Thankfully, I am not one of those 81 people. I have a job in my first choice foundation school, staying relatively close to Partner in Climb and all of that other stuff that is familiar and comforting. In one sense, that’s a pity – unattached, I would probably have applied to Scotland or someplace similar just for an adventure – but I am quite content with the outcome under the circumstances. I have friends who have been booted rudely down the list of preferences (and these are hard working, distinction-level students with excellent social skills and who are probably going to end up better doctors than I) to obscure corners of the UK and so I am suitably grateful. Phase 1 is done. Now for phase 2.

Ohyes, it’s not over. See, a first job offer in medicine isn’t like a normal job offer, where some of the more basic information about your job like location or content is easily available for perusal; no sir. I could receive one of several hundred jobs, based once again on the arbitrary scoring criteria that led to me being in my foundation school in the first place. I could be in any one of the hospitals in my foundation school, doing any one of the variegated rotations (which range from surgical to geriatric medicine). The NHS, in its eternal wisdom, has decided that the simplest way to make sure nobody is completely happy is for us all to rank every available post in order of preference and then hope that we end up with one that we can tolerate.

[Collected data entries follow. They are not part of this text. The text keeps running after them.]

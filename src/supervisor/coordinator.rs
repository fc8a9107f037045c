//! Supervisor coordinator
//!
//! Drives the detect, launch, watch and retry cycle for one source. Each
//! iteration is isolated: whatever fails inside it is logged and the loop
//! carries on after a backoff.

use super::config::SupervisorConfig;
use super::state::SupervisorState;
use crate::provider::LivenessProvider;
use crate::session::{SessionMode, SessionRunner, SessionSummary};
use crate::utils::{SupervisorError, SupervisorResult};
use futures_util::FutureExt;
use parking_lot::RwLock;
use std::any::Any;
use std::panic::AssertUnwindSafe;
use std::sync::Arc;
use std::time::Duration;
use tokio::sync::broadcast;

/// Events emitted by the supervisor loop
#[derive(Debug, Clone)]
pub enum SupervisorEvent {
    /// The source went live and a session is starting
    Live,
    /// The source is not broadcasting
    Offline,
    /// A session finished
    SessionEnded(SessionSummary),
    /// An iteration failed (message of the caught error)
    Failed(String),
}

/// Tagged result of one loop iteration
#[derive(Debug)]
pub enum IterationOutcome {
    /// The source was not live
    Offline,
    /// A session ran to completion
    Completed(SessionSummary),
    /// Something failed; the loop keeps going
    Failed(SupervisorError),
}

/// Watches one source and runs a session whenever it is live
pub struct Supervisor {
    provider: Arc<dyn LivenessProvider>,

    runner: SessionRunner,

    config: SupervisorConfig,

    /// Current loop state
    state: Arc<RwLock<SupervisorState>>,

    /// Most recently completed session
    last_session: Arc<RwLock<Option<SessionSummary>>>,

    /// Event broadcaster
    event_tx: broadcast::Sender<SupervisorEvent>,
}

impl Supervisor {
    /// Create a supervisor, rejecting a configuration it cannot run with
    pub fn new(
        provider: Arc<dyn LivenessProvider>,
        config: SupervisorConfig,
    ) -> SupervisorResult<Self> {
        config.validate()?;

        let (event_tx, _) = broadcast::channel(100);
        Ok(Self {
            provider,
            runner: SessionRunner::new(&config),
            config,
            state: Arc::new(RwLock::new(SupervisorState::Idle)),
            last_session: Arc::new(RwLock::new(None)),
            event_tx,
        })
    }

    /// Get the current loop state
    pub fn state(&self) -> SupervisorState {
        *self.state.read()
    }

    /// Most recently completed session, if any
    pub fn last_session(&self) -> Option<SessionSummary> {
        self.last_session.read().clone()
    }

    /// Subscribe to supervisor events
    pub fn subscribe(&self) -> broadcast::Receiver<SupervisorEvent> {
        self.event_tx.subscribe()
    }

    /// Run forever. Only returns if the surrounding task is dropped.
    pub async fn run(&self) {
        tracing::info!(
            "Watching {} ({}) in {:?} mode",
            self.provider.live_room_name(),
            self.provider.live_url(),
            self.config.mode
        );

        loop {
            let outcome = self.run_iteration().await;
            if let Some(delay) = self.next_delay(&outcome) {
                tokio::time::sleep(delay).await;
            }
        }
    }

    /// Poll once and, if live, run one session to completion.
    ///
    /// Never returns an error: failures come back as `IterationOutcome::Failed`
    /// after being logged.
    pub async fn run_iteration(&self) -> IterationOutcome {
        let result = match AssertUnwindSafe(self.poll_and_capture()).catch_unwind().await {
            Ok(result) => result,
            Err(panic) => {
                *self.state.write() = SupervisorState::Idle;
                Err(SupervisorError::Panicked(panic_message(panic.as_ref())))
            }
        };

        match result {
            Ok(Some(summary)) => {
                *self.last_session.write() = Some(summary.clone());
                let _ = self.event_tx.send(SupervisorEvent::SessionEnded(summary.clone()));
                IterationOutcome::Completed(summary)
            }
            Ok(None) => {
                tracing::debug!("{} is offline", self.provider.live_room_name());
                let _ = self.event_tx.send(SupervisorEvent::Offline);
                IterationOutcome::Offline
            }
            Err(e) => {
                tracing::error!(fatal = true, code = e.code(), "Iteration failed: {}", e);
                let _ = self.event_tx.send(SupervisorEvent::Failed(e.to_string()));
                IterationOutcome::Failed(e)
            }
        }
    }

    /// Delay before the next poll, `None` for an immediate retry
    pub fn next_delay(&self, outcome: &IterationOutcome) -> Option<Duration> {
        match outcome {
            IterationOutcome::Completed(summary) if summary.duration_ms < self.min_session_ms() => {
                tracing::info!(
                    "Session lasted only {}ms, polling again immediately",
                    summary.duration_ms
                );
                None
            }
            IterationOutcome::Completed(_) | IterationOutcome::Offline => {
                Some(self.config.idle_interval())
            }
            IterationOutcome::Failed(_) => Some(self.config.failure_backoff()),
        }
    }

    fn min_session_ms(&self) -> i64 {
        i64::try_from(self.config.min_session_ms).unwrap_or(i64::MAX)
    }

    async fn poll_and_capture(&self) -> SupervisorResult<Option<SessionSummary>> {
        if !self.provider.is_live().await? {
            return Ok(None);
        }

        tracing::info!("{} is live.", self.provider.live_room_name());
        *self.state.write() = SupervisorState::Live;
        let _ = self.event_tx.send(SupervisorEvent::Live);

        let result = self.capture().await;

        *self.state.write() = SupervisorState::Idle;
        result.map(Some)
    }

    async fn capture(&self) -> SupervisorResult<SessionSummary> {
        // The session clock starts inside the runner, so URL lookup time is not counted
        let stream_url = self.provider.resolve_stream_url().await?;
        self.runner
            .run(self.config.mode, self.provider.as_ref(), &stream_url)
            .await
    }
}

fn panic_message(panic: &(dyn Any + Send)) -> String {
    if let Some(msg) = panic.downcast_ref::<&'static str>() {
        (*msg).to_string()
    } else if let Some(msg) = panic.downcast_ref::<String>() {
        msg.clone()
    } else {
        "unknown panic".to_string()
    }
}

With that in mind, I am sitting down to rank hundreds of individual posts, one at a time. This grading, alongside that of the hundreds of other applicants, will be casually chucked into a computer that will chunder up a job offer for every candidate. To be fair, I can’t think of a better (cheap! has to be cheap) system that can manage the volume of candidates for each job effectively, but it does seem a little risky (especially for the employers – very little in terms of interviewing, you might end up with an incompetent psychopath!). Next deadline is mid January, so best get cracking. So far, I have managed to rank a total of 6 jobs.



3 responses to “FPAS II

  1. Congratulations!

    I know what you’re saying about being unattached and having an adventure and what have you, but sometimes life doesn’t turn out like that, as J discovered when he moved to my home city (and as I will no doubt discover if major career opportunities present themselves later down the road). And I too am quite content with that 🙂

    Wow, so very few doctors actually chose the field that they ended up in? Might explain a certain amount…

    • Initially they don’t, but starting next year I can begin to focus my placements a little more, and more and more and then MORE until all I do is see sick children between the age of 5 and 7 months or something.

      Of course, not really knowing where you want to end up is not conducive to incisive decision making.